White House adviser gave tips to Saudi crown prince on dealing with Khashoggi murder - NYT
White House senior adviser and the U.S. President Donald Trump's son-in-law, Jared Kushner, advised Saudi Arabia's crown prince Mohammed Bin Salman on dealing with the killing of dissident journalist Jamal Khashoggi, the New York Times reported on Dec. 8.
An anonymous source from Saudi Arabia told The New York Times that Prince Mohammed and Kushner spoke on the phone when Khashoggi went missing after he stepped in the kingdom's Istanbul consulate on Oct. 2, and Kushner advised the crown prince "how to weather the storm", according to The New York Times.
"As the killing set off a firestorm around the world and American intelligence agencies concluded that it was ordered by Prince Mohammed, Mr.
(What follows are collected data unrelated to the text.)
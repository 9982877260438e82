//! Error types for the database layer.

use thiserror::Error;

/// Database operation result type.
pub type Result<T> = std::result::Result<T, DbError>;

/// Database errors.
#[derive(Error, Debug)]
pub enum DbError {
    /// SQLx error (connection, query, etc.)
    #[error("Database error: {0}")]
    Sqlx(#[from] sqlx::Error),

    /// IO error (file system operations)
    #[error("IO error: {0}")]
    Io(#[from] std::io::Error),

    /// Referenced matrix/label/task does not exist
    #[error("Not found: {0}")]
    NotFound(String),

    /// Label name already taken within the matrix
    #[error("Conflict: {0}")]
    Conflict(String),
}

impl DbError {
    /// Create a not found error.
    pub fn not_found(msg: impl Into<String>) -> Self {
        Self::NotFound(msg.into())
    }

    /// Create a conflict error.
    pub fn conflict(msg: impl Into<String>) -> Self {
        Self::Conflict(msg.into())
    }
}
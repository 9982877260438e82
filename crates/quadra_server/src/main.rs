//! Quadra server
//!
//! HTTP API for collaborative Eisenhower matrices: shared workspaces of
//! labeled tasks sorted into quadrants, backed by SQLite.
//!
//! Usage:
//!     quadra-server --bind 127.0.0.1:8080 --database quadra.db

use clap::Parser;
use quadra_server::{Server, ServerConfig};
use tracing_subscriber::{layer::SubscriberExt, util::SubscriberInitExt};

#[derive(Parser, Debug)]
#[command(name = "quadra-server", about = "HTTP API for collaborative Eisenhower matrices")]
struct Args {
    /// Listen address for the HTTP API
    #[arg(long, default_value = "127.0.0.1:8080", env = "QUADRA_BIND")]
    bind: String,

    /// SQLite database file path
    #[arg(long, default_value = "quadra.db", env = "QUADRA_DATABASE")]
    database: std::path::PathBuf,

    /// Public base URL embedded in sharable matrix links
    #[arg(long, default_value = "http://localhost:8080", env = "QUADRA_PUBLIC_URL")]
    public_url: String,

    /// Allowed CORS origin (repeatable); every origin is allowed when unset
    #[arg(long = "cors-origin", env = "QUADRA_CORS_ORIGIN", value_delimiter = ',')]
    cors_origins: Vec<String>,
}

#[tokio::main]
async fn main() -> anyhow::Result<()> {
    // Initialize logging
    tracing_subscriber::registry()
        .with(
            tracing_subscriber::EnvFilter::try_from_default_env()
                .unwrap_or_else(|_| "quadra_server=info,quadra_db=info".into()),
        )
        .with(tracing_subscriber::fmt::layer())
        .init();

    let args = Args::parse();

    tracing::info!("Starting Quadra server");
    tracing::info!("  Bind: {}", args.bind);
    tracing::info!("  Database: {}", args.database.display());
    tracing::info!("  Public URL: {}", args.public_url);

    let config = ServerConfig {
        bind_addr: args.bind,
        database_path: args.database,
        public_url: args.public_url,
        cors_origins: args.cors_origins,
    };

    // Bind and run
    let server = Server::bind(config).await?;
    server.run().await?;

    Ok(())
}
Kushner became the prince’s most important defender inside the White House, people familiar with its internal deliberations say," The New York Times said.
Kushner maintained informal contact with Saudi Crown Prince Mohammed bin Salman (MBS) and publicly defended him after the Khashoggi murder, The New York Times said, citing two former senior American officials and the two people briefed by the Saudis.
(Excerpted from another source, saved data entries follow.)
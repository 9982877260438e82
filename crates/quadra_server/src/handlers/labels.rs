//! Label endpoints.

use axum::extract::{Path, State};
use axum::http::StatusCode;
use axum::Json;
use tracing::info;

use crate::error::ApiResult;
use crate::state::AppState;
use quadra_db::{Label, LabelPatch, NewLabel};

/// POST /matrices/{matrix_id}/labels
pub async fn create_label(
    State(state): State<AppState>,
    Path(matrix_id): Path<String>,
    Json(payload): Json<NewLabel>,
) -> ApiResult<(StatusCode, Json<Label>)> {
    let label = state.db.create_label(&matrix_id, payload).await?;
    info!(matrix_id = %matrix_id, label_id = label.id, name = %label.name, "Label created");
    Ok((StatusCode::CREATED, Json(label)))
}

/// GET /matrices/{matrix_id}/labels
pub async fn list_labels(
    State(state): State<AppState>,
    Path(matrix_id): Path<String>,
) -> ApiResult<Json<Vec<Label>>> {
    let labels = state.db.list_labels(&matrix_id).await?;
    Ok(Json(labels))
}

/// PUT /matrices/{matrix_id}/labels/{label_id}
pub async fn update_label(
    State(state): State<AppState>,
    Path((matrix_id, label_id)): Path<(String, i64)>,
    Json(payload): Json<LabelPatch>,
) -> ApiResult<Json<Label>> {
    let label = state.db.update_label(&matrix_id, label_id, payload).await?;
    Ok(Json(label))
}

/// DELETE /matrices/{matrix_id}/labels/{label_id}
pub async fn delete_label(
    State(state): State<AppState>,
    Path((matrix_id, label_id)): Path<(String, i64)>,
) -> ApiResult<StatusCode> {
    state.db.delete_label(&matrix_id, label_id).await?;
    info!(matrix_id = %matrix_id, label_id, "Label deleted");
    Ok(StatusCode::NO_CONTENT)
}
However, White House officials refused to comment specifically on one-on-one communication between Prince Mohammed and Trump's adviser after the death of Khashoggi, according to the newspaper.
Kushner said he had warned Prince Mohammed that the “world was watching” and that Khashoggi’s disappearance was “very serious”, the UK-based Telegraph reported in Oct. 23.
The close relationship between the two was orchestrated by the Saudis to gain favour from Trump, before the prince consolidated power in his country, according to a Lebanese newspaper, Al Akhbar, which also provided private conversations of the two for The New York Times.
The Saudis initiated a plan before Trump was elected and even offered help in the lead-up to him coming into power, the Al Akhbar said.
Even before the inauguration, Riyadh was trying to position itself as a crucial ally who could help Trump fulfil his campaign pledges, the newspaper said.
In addition to offering to help to resolve the dispute between Israel and the Palestinians, the Saudis offered hundreds of billions of dollars in deals to buy the U.S.-made weapons and invest in the U.S. infrastructure, according to the newspaper.
“The relationship between Jared Kushner and Mohammed bin Salman constitutes the foundation of the Trump policy not just toward Saudi Arabia but toward the region,” The New York Times quoted Martin Indyk as saying, a fellow at the Council on Foreign Relations and a former Middle East envoy.
Khashoggi, who was living in America and writing for The Washington Post, has not been seen since entering the Saudi consulate in Istanbul on Oct. 2.
Turkish officials said he was killed and dismembered in the consulate according to the audio recording they had. Saudi officials recently admitted the Saudi critic Khashoggi died there but claimed it was an accident after a row broke out. Turkish President Recep Tayyip Erdoğan on Dec. 2 said the killing was ordered by the highest level of Saudi leadership but probably not by King Salman, putting the spotlight instead on the 33-year-old crown prince.
After the killing of Khashoggi, some senior U.S. officials suggested imposing sanctions against Saudi Arabia, but Trump has so far insisted on keeping strong ties to Saudi Arabia, saying the Riyadh is a key ally against Iran and has signed billions of dollars worth of defence contracts with the U.S. companies.